Who are you? Platform groups are large groups. They have everything intact. They’re very well-oiled machines. They’re typically the size of 25, 30-man groups. They have geographic presence. They’re culturally integrated. They function as one group. Add-ons, much smaller groups, typically an office manager. A lot of services are outsourced. They may have some ancillaries. They don’t have the total presence in the area. So, most private equity groups will start with a platform group and then bring add-ons or bolt-ons. What are the four basic objectives for private equity to invest?

4 Basic Objectives for PE to Invest in Urology Groups

They want to do a consolidation. They want to have diversification so they want to expand you so that if one area or market goes down the other area can be supported. They want to unlock all of the potential of your ancillary services, and they want to make sure that the administrative services, the back office operations are consolidated efficient and best practice.

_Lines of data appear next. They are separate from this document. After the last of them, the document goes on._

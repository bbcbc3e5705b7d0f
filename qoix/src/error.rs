use snafu::Snafu;

pub type Result<T, E = Error> = core::result::Result<T, E>;

#[derive(Debug, Snafu)]
#[snafu(visibility(pub(crate)))]
pub enum Error {
    #[snafu(display(
        "Bad signature: expected {:?}, found {:?}",
        String::from_utf8_lossy(expected),
        String::from_utf8_lossy(found)
    ))]
    BadSignature { expected: [u8; 4], found: [u8; 4] },

    #[snafu(display(
        "Invalid image dimensions {width}x{height}: both must be non-zero, at most {} each, and \
         {} pixels in total",
        i32::MAX,
        crate::header::MAX_PIXELS
    ))]
    InvalidDimension { width: u32, height: u32 },

    #[snafu(display("Invalid channel count {channels}: {reason}"))]
    InvalidChannelCount { channels: u8, reason: &'static str },

    #[snafu(display("Invalid color space {color_space}, expected 0 (sRGB) or 1 (linear)"))]
    InvalidColorSpace { color_space: u8 },

    #[snafu(display("Unsupported pixel layout: {reason}"))]
    UnsupportedLayout { reason: String },

    #[snafu(display(
        "Output buffer too small: {required} pixels required, room for {available}"
    ))]
    OutputTooSmall { required: usize, available: usize },

    #[snafu(display("Stream ended after {decoded} of {expected} pixels"))]
    TruncatedStream { decoded: usize, expected: usize },

    #[snafu(display("Failed to read from the input stream"))]
    ReadIo { source: std::io::Error },

    #[snafu(display("Failed to write to the output stream"))]
    WriteIo { source: std::io::Error },
}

Before you sell…maximize the opportunity

So, before you sell, maximize your opportunity. So, if you decide to engage in this process, which I have been through and still continue to feel like I’m going through, you need to understand that this is a very long process. It is typically a 6 to 12-month process to do this. You have to have strong physician leadership, and you have to have strong group leadership where they believe that you’re going in the right direction. As Evan said, herding cats can be difficult for getting them on a stent. Herding cats for this is a long, enduring process. You really have to be motivated to say this is where we want to go. The legacy practices that you’ve had when you all combine have to go away. They won’t tolerate cultural lack of integration. You have to have a defined organization chart within your system as to how the CEO operates, and the COO, and everyone underneath the managers. You have to know your financials inside and out, because they’re going to know your financials inside and out. Create flexible governance, and understand governance really well, because they’re going to ask for it. They’re going to want to know how your board manages things, who manages things, who’s appointed in this area or that area for committees.

Typically, they are going to want the entire group on one compensation formula. That may be what some groups do right now, other groups tend to have multiple different compensation formulas. That makes it difficult for them to understand, and so they will bring you to one. And they really want you to one, and they really want you to think like an investor. So when you’re aligned with a private equity group, you are an investor in your own company. So if you invest in Coke, you don’t drink Pepsi, and that’s how they see it. So, if you are going to invest in this group, they expect that you are going to do everything for this group and that you’re not going to take patients to some outside surgical center because that goes against their model. So, you really have to think like an investor.

And obviously they want you to build equity in the practice because they are aligned with you. They want to build it alongside.